* Task objective
Every line of the entries that holds the word "Result" is to be copied.

* Excerpted data
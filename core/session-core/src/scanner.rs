//! Snapshot scanning of monitored roots and session seeding.
//!
//! `scan` walks every enabled, mounted root lazily and yields one
//! `ObservedFile` per regular file. Symlinks are not followed and
//! deny-listed directories are pruned before descending. Unreadable
//! subtrees are logged and skipped.
//!
//! `seed_session` consumes a scan and decides, path by path, whether a file
//! is pre-existing (baseline) or new to the session (tracked record).

use chrono::{DateTime, Utc};
use std::path::Path;
use std::time::SystemTime;
use walkdir::{DirEntry, WalkDir};

use crate::error::Result;
use crate::filter::{is_ignored_dir_name, FilterEngine};
use crate::store::Store;
use crate::types::{Classification, MonitoredRoot, ObservedFile, RecordStatus};

/// Filesystem timestamps can trail the wall clock; files touched this close
/// before a cutoff still count as new.
pub const CLOCK_SKEW_SLACK_SECS: i64 = 2;

const BASELINE_BATCH: usize = 500;

/// Lazily walks `roots`. Disabled or missing roots yield nothing.
pub fn scan<'a>(
    filter: &'a FilterEngine,
    roots: &'a [MonitoredRoot],
) -> impl Iterator<Item = ObservedFile> + 'a {
    roots
        .iter()
        .filter(|root| {
            if !root.enabled {
                return false;
            }
            if !root.is_available() {
                tracing::debug!(root = %root.path.display(), "Skipping unavailable root");
                return false;
            }
            true
        })
        .flat_map(move |root| scan_root(filter, root))
}

fn scan_root<'a>(
    filter: &'a FilterEngine,
    root: &'a MonitoredRoot,
) -> impl Iterator<Item = ObservedFile> + 'a {
    let max_depth = if root.recursive { usize::MAX } else { 1 };

    WalkDir::new(&root.path)
        .follow_links(false)
        .max_depth(max_depth)
        .into_iter()
        .filter_entry(|entry| !is_pruned(entry))
        .filter_map(|entry| match entry {
            Ok(entry) => Some(entry),
            Err(err) => {
                log_walk_error(&err);
                None
            }
        })
        .filter(|entry| entry.file_type().is_file())
        .filter_map(move |entry| observe_path(filter, &root.path, entry.path()))
}

fn is_pruned(entry: &DirEntry) -> bool {
    entry.depth() > 0
        && entry.file_type().is_dir()
        && is_ignored_dir_name(&entry.file_name().to_string_lossy())
}

fn log_walk_error(err: &walkdir::Error) {
    let path = err
        .path()
        .map(|path| path.display().to_string())
        .unwrap_or_default();
    match err.io_error().map(|io| io.kind()) {
        Some(std::io::ErrorKind::NotFound) => {
            tracing::debug!(path = %path, "Entry vanished during scan");
        }
        _ => {
            tracing::warn!(path = %path, error = %err, "Skipping unreadable entry");
        }
    }
}

/// Stats and classifies one path under `root`. `None` when it is gone or is
/// not a regular file.
pub fn observe_path(filter: &FilterEngine, root: &Path, path: &Path) -> Option<ObservedFile> {
    let (classification, metadata) = filter.classify_path(root, path)?;
    Some(ObservedFile {
        path: path.to_path_buf(),
        root: root.to_path_buf(),
        size: metadata.len(),
        modified_at: metadata.modified().ok().map(system_time_to_utc),
        created_at: metadata.created().ok().map(system_time_to_utc),
        classification,
    })
}

fn system_time_to_utc(time: SystemTime) -> DateTime<Utc> {
    DateTime::<Utc>::from(time)
}

// ═══════════════════════════════════════════════════════════════════════════════
// Seeding
// ═══════════════════════════════════════════════════════════════════════════════

/// How a scan is folded into a session.
#[derive(Debug, Clone, PartialEq, Eq)]
pub enum SeedMode {
    /// First session ever, or after a resume: everything already on disk
    /// is pre-existing.
    Fresh,
    /// Session following a review. Paths the previous session knew about
    /// (records or baseline) are pre-existing; anything else touched since
    /// the freeze is new.
    Successor {
        previous_session: String,
        since: DateTime<Utc>,
    },
    /// Re-walk of a live session (root reappeared or explicit rescan).
    /// Unknown paths touched since `since` are new.
    CatchUp { since: DateTime<Utc> },
}

#[derive(Debug, Clone, Copy, Default, PartialEq, Eq)]
pub struct SeedSummary {
    pub scanned: usize,
    pub baseline: usize,
    pub tracked: usize,
}

/// Walks `roots` and records each file as baseline or as a tracked record of
/// `session_id`.
pub fn seed_session(
    store: &Store,
    filter: &FilterEngine,
    roots: &[MonitoredRoot],
    session_id: &str,
    mode: &SeedMode,
) -> Result<SeedSummary> {
    let mut summary = SeedSummary::default();
    let mut baseline = Vec::with_capacity(BASELINE_BATCH);
    let cutoff = match mode {
        SeedMode::Fresh => None,
        SeedMode::Successor { since, .. } | SeedMode::CatchUp { since } => {
            Some(*since - chrono::Duration::seconds(CLOCK_SKEW_SLACK_SECS))
        }
    };

    for observed in scan(filter, roots) {
        summary.scanned += 1;

        let status = match cutoff {
            None => None,
            Some(cutoff) => {
                if store.record(session_id, &observed.path)?.is_some()
                    || store.is_baseline(session_id, &observed.path)?
                {
                    continue;
                }
                let known_before = match mode {
                    SeedMode::Successor {
                        previous_session, ..
                    } => {
                        store.record(previous_session, &observed.path)?.is_some()
                            || store.is_baseline(previous_session, &observed.path)?
                    }
                    _ => false,
                };
                let is_new = !known_before
                    && observed.classification == Classification::User
                    && observed
                        .touched_at()
                        .map(|touched| touched >= cutoff)
                        .unwrap_or(false);
                is_new.then_some(RecordStatus::Tracked)
            }
        };

        match status {
            Some(status) => {
                tracing::debug!(path = %observed.path.display(), "New file found by scan");
                store.upsert_record(&observed.into_record(session_id, status, Utc::now()))?;
                summary.tracked += 1;
            }
            None => {
                baseline.push(observed);
                if baseline.len() >= BASELINE_BATCH {
                    summary.baseline += baseline.len();
                    store.record_baseline(session_id, &baseline)?;
                    baseline.clear();
                }
            }
        }
    }

    summary.baseline += baseline.len();
    store.record_baseline(session_id, &baseline)?;

    tracing::info!(
        session_id = %session_id,
        scanned = summary.scanned,
        baseline = summary.baseline,
        tracked = summary.tracked,
        "Seeded session"
    );
    Ok(summary)
}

* Written reply
use crate::error::Result;
) -> Result<SeedSummary> {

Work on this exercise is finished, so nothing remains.